Aujourd'hui, je suis désolé de vous le dire, mais quand vous êtes pauvre, quand vous habitez dans un tout petit appartement les uns sur les autres, quand vous ne pouvez pas vous payer le fauteuil roulant à 25 000 euros ou l'ordinateur qui détecte vos paupières, eh bien oui, la fin de vie peut être difficile. Et donc, moi, ce que je veux, c'est qu'on ait un plan de fraternité. Le plan de fraternité, c'est d'aider les gens dans les derniers instants. Et puis, je ne veux pas que, quand j'entre dans une chambre en blouse blanche, la personne puisse avoir un doute sur la finalité de ma venue. Je suis là pour les soulager et pas pour les tuer.

11:57
Présentateur

Un dernier mot sur un de vos projets, faire entrer Mirabeau au Panthéon. Alors, il a été le premier à y entrer, puis on l'en a expulsé. Il est le premier à en sortir. Et oui, on s'est aperçu qu'il était un agent double du roi. Pourquoi le remettre ?

12:07
Philippe Juvin

Mirabeau, c'est le grand orateur de la Révolution française. Il est honoré à l'Assemblée nationale par un grand bronze qui rappelle cet épisode de juin 89. Nous sommes ici par la volonté du peuple. Nous n'en sortirons que par la force des baïonettes. Le serment du jeu de paume. Exactement. Et c'est lui qui a, par exemple, établi que le tiers-état représentait le peuple. Donc, c'est une grande figure de la Révolution. Et c'est surtout aussi, et là, je fais un parallèle avec aujourd'hui, quelqu'un qui a été radical dans ses demandes, demande de liberté, et qui a pourtant, dans ses paroles, toujours voulu être conciliant et faire en sorte que la France ne soit pas coupée en deux.

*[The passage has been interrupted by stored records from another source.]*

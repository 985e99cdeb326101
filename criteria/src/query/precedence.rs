//! Junction precedence.
//!
//! Every `and`/`or` gets a priority from its keyword and the number of
//! parentheses open around it. Pending junctions wait on a stack until an
//! operator of lower priority (or the end of input) shows that their right
//! operand is complete.

use super::model::{Junction, Query};

const DISJUNCTION_PRIORITY: usize = 1;
const CONJUNCTION_PRIORITY: usize = 2;
// Must exceed CONJUNCTION_PRIORITY - DISJUNCTION_PRIORITY so one extra level
// of nesting always outranks the keyword difference.
const PARENTHETICAL_BONUS: usize = 3;

/// Binding priority of `junction` written inside `depth` open parentheses.
pub(crate) fn priority(junction: Junction, depth: usize) -> usize {
    let base = match junction {
        Junction::Or => DISJUNCTION_PRIORITY,
        Junction::And => CONJUNCTION_PRIORITY,
    };
    PARENTHETICAL_BONUS.saturating_mul(depth).saturating_add(base)
}

#[derive(Debug)]
struct Pending {
    left: Query,
    junction: Junction,
    priority: usize,
}

/// Junctions whose right-hand operand is still being parsed.
///
/// Priorities strictly increase from the bottom of the stack to the top.
#[derive(Debug, Default)]
pub(crate) struct Chain {
    pending: Vec<Pending>,
    joined: usize,
}

impl Chain {
    /// Defer `junction` with `operand` as its left side.
    ///
    /// Pending junctions binding at least as tightly take `operand` as their
    /// right side first, which keeps equal priorities left-associative.
    pub(crate) fn push(&mut self, operand: Query, junction: Junction, priority: usize) {
        let left = self.reduce(operand, priority);
        self.pending.push(Pending {
            left,
            junction,
            priority,
        });
        self.joined += 1;
    }

    /// Number of junctions pushed so far, folded or not.
    pub(crate) fn joined(&self) -> usize {
        self.joined
    }

    /// Close every pending junction, `operand` being the last expression.
    pub(crate) fn complete(mut self, operand: Query) -> Query {
        self.reduce(operand, 0)
    }

    fn reduce(&mut self, mut operand: Query, floor: usize) -> Query {
        while self.pending.last().is_some_and(|top| top.priority >= floor) {
            if let Some(top) = self.pending.pop() {
                operand = top.junction.join(top.left, operand);
            }
        }
        operand
    }
}

#[cfg(test)]
mod tests {
    use super::*;
    use crate::query::Relation;

    fn leaf(name: &str) -> Query {
        Query::relational(name, Relation::Exists(true))
    }

    #[test]
    fn test_nesting_outranks_keyword() {
        assert!(priority(Junction::Or, 1) > priority(Junction::And, 0));
        assert!(priority(Junction::And, 0) > priority(Junction::Or, 0));
        assert!(priority(Junction::Or, 3) > priority(Junction::And, 2));
    }

    #[test]
    fn test_priority_saturates() {
        assert_eq!(priority(Junction::And, usize::MAX), usize::MAX);
    }

    #[test]
    fn test_equal_priority_is_left_associative() {
        let mut chain = Chain::default();
        chain.push(leaf("a"), Junction::Or, 1);
        chain.push(leaf("b"), Junction::Or, 1);
        let query = chain.complete(leaf("c"));
        assert_eq!(
            query,
            Query::or(Query::or(leaf("a"), leaf("b")), leaf("c"))
        );
    }

    #[test]
    fn test_higher_priority_binds_first() {
        let mut chain = Chain::default();
        chain.push(leaf("a"), Junction::Or, 1);
        chain.push(leaf("b"), Junction::And, 2);
        let query = chain.complete(leaf("c"));
        assert_eq!(
            query,
            Query::or(leaf("a"), Query::and(leaf("b"), leaf("c")))
        );
    }

    #[test]
    fn test_lower_priority_takes_pending_as_left() {
        let mut chain = Chain::default();
        chain.push(leaf("a"), Junction::And, 2);
        chain.push(leaf("b"), Junction::Or, 1);
        let query = chain.complete(leaf("c"));
        assert_eq!(
            query,
            Query::or(Query::and(leaf("a"), leaf("b")), leaf("c"))
        );
    }

    #[test]
    fn test_joined_counts_folded_junctions() {
        let mut chain = Chain::default();
        chain.push(leaf("a"), Junction::And, 2);
        chain.push(leaf("b"), Junction::Or, 1);
        chain.push(leaf("c"), Junction::Or, 1);
        assert_eq!(chain.joined(), 3);
    }

    #[test]
    fn test_empty_chain_returns_operand() {
        assert_eq!(Chain::default().complete(leaf("a")), leaf("a"));
    }
}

Et nous avons aujourd'hui besoin de gens qui sont radicaux dans leurs réformes et conciliants dans leurs paroles, alors que nous avons plutôt des gens qui sont très mous dans leurs actes et pourtant font une communication hyper incisive.

13:01
Présentateur

Malgré l'armoire de fer, Mirabeau, Panthéon, nous verrons si votre vœu est exaucé. Merci. Philippe Juvin, merci infiniment et bonne journée. Merci, messieurs. On retiendra cette phrase de Philippe Juvin. Les Français ne veulent pas qu'on les aide à mourir, ils veulent qu'on les aide à vivre dignement. Et Christophe, vous recevrez Clément Beaune, demain, député de Paris à 7h45 sur Radio-J. À demain. À demain.